Je proposerai à chaque fois un premier volet court et théorique sur le sujet abordé, par exemple notre fonctionnement cérébral, notre stress, nos émotions, notre sommeil, la prise de poids, la gestion du doute, la prise de décision difficile, etc. Concrètement, j’ai l’idée de montrer au plus grand nombre comment on peut intervenir pour changer notre perception des choses et de la vie grâce à cette plasticité de notre cerveau !

Je poursuivrai par un atelier de formation où 2 ou 3 personnes seront invitées à partager une situation bloquante ou un sujet complexe pour eux, où nous travaillerons ensemble pour trouver des solutions concrètes à mettre en place pour avancer plus sereinement.

J’offre également un accompagnement individuel, à mon cabinet, à distance ou avec mes clients en personne, mais je suis aussi une grande adepte de l’effet miroir du coaching de groupe, notamment pour les personnes qui ont du mal à s’abandonner. Ils profitent de l’expérience des autres. Ce groupe crée de nombreuses émulations et possibilités. Et cela permet de mutualiser les investissements pour les personnes qui ne connaissent pas les outils de développement personnel et qui souhaitent en voir les bénéfices. Cela peut leur permettre de faire une première approche.

Mon espoir est de donner réellement accès à cette pratique au plus grand nombre, une pratique qui m’a sauvé la vie.

Journal du Gers : Quel est votre parcours dans ce métier ?

Cécile Delyfer : J’ai très vite été rattrapée par mon métier, trop exigeant, et j’en ai très vite supporté les conséquences. Essayer d’être parfait est épuisant. Et pour durer, la nourriture m’a été un réconfort pendant très longtemps.

J’ai été en psychothérapie pendant 15 ans, ce qui m’a beaucoup aidé, mais j’en suis arrivé à un stade où je tournais en rond, je n’avançais plus.

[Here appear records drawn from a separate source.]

// Adapters layer: concrete implementations of the domain ports.

pub mod memory_store;
#![deny(missing_docs)]

//! # Path Resolver
//!
//! Depth-first search over the generic form of a document. Returns the chain
//! of keys leading to the first entry whose key, or whose value, equals the
//! target.
//!
//! Only mappings are descended; arrays and scalars are leaves. Sibling order
//! is the order of the underlying map, so the first match in document order
//! wins.

use crate::error::{AppError, AppResult};
use serde_json::{Map, Value};

/// What the resolver looks for.
#[derive(Debug, Clone, Copy, PartialEq)]
pub enum SearchTarget<'a> {
    /// A key; also matches a string value equal to it.
    Key(&'a str),
    /// A value, compared structurally.
    Node(&'a Value),
}

impl SearchTarget<'_> {
    fn matches(&self, key: &str, value: &Value) -> bool {
        match self {
            SearchTarget::Key(name) => key == *name || value.as_str() == Some(*name),
            SearchTarget::Node(node) => value == *node,
        }
    }

    fn describe(&self) -> String {
        match self {
            SearchTarget::Key(name) => format!("key '{}'", name),
            SearchTarget::Node(node) => format!("node {}", node),
        }
    }
}

/// Bounded depth-first search.
#[derive(Debug, Clone, Default)]
pub struct PathResolver {
    max_depth: usize,
    skipped_key: Option<String>,
}

impl PathResolver {
    /// Resolver that gives up below `max_depth` nested mappings.
    pub fn new(max_depth: usize) -> Self {
        Self {
            max_depth,
            skipped_key: None,
        }
    }

    /// Entries under `key` are neither matched nor descended. Documents use
    /// this to keep reference markers out of the search.
    pub fn skipping(mut self, key: impl Into<String>) -> Self {
        self.skipped_key = Some(key.into());
        self
    }

    /// Finds the key path of `target` inside `root`.
    pub fn find(&self, root: &Value, target: SearchTarget<'_>) -> AppResult<Vec<String>> {
        let Value::Object(map) = root else {
            return Err(AppError::type_mismatch(
                "document",
                "a mapping at the root",
                root,
            ));
        };

        let mut path = Vec::new();
        if self.walk(map, target, &mut path, 0)? {
            Ok(path)
        } else {
            Err(AppError::ReferenceNotFound(target.describe()))
        }
    }

    fn walk(
        &self,
        map: &Map<String, Value>,
        target: SearchTarget<'_>,
        path: &mut Vec<String>,
        depth: usize,
    ) -> AppResult<bool> {
        if depth > self.max_depth {
            return Err(AppError::CycleOrDepthExceeded {
                depth: self.max_depth,
            });
        }

        for (key, value) in map {
            if self.skipped_key.as_deref() == Some(key.as_str()) {
                continue;
            }
            if target.matches(key, value) {
                path.push(key.clone());
                return Ok(true);
            }
            if let Value::Object(child) = value {
                path.push(key.clone());
                if self.walk(child, target, path, depth + 1)? {
                    return Ok(true);
                }
                path.pop();
            }
        }

        Ok(false)
    }
}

J’ai ensuite été formé et cela m’a permis de reprendre confiance en moi, de réapprendre à profiter de ma vie personnelle, de ne plus souffrir de ma vie, d’oser quitter mon travail salarié et de poursuivre mes études ! Je n’aurais jamais imaginé cela il y a quelques années ! Je pensais que je ne pouvais pas. Aujourd’hui j’exerce ce métier que j’aime, et quand mes clients changent à cause de leurs expériences, je suis tellement heureuse pour eux !

J’ai donc suivi le cursus qui m’a permis de devenir Master Trainer Certifié par l’Institut International de Genève il y a plus d’un an. La formation dure une année durant laquelle il y a un cours théorique, ainsi que beaucoup de pratique encadrée.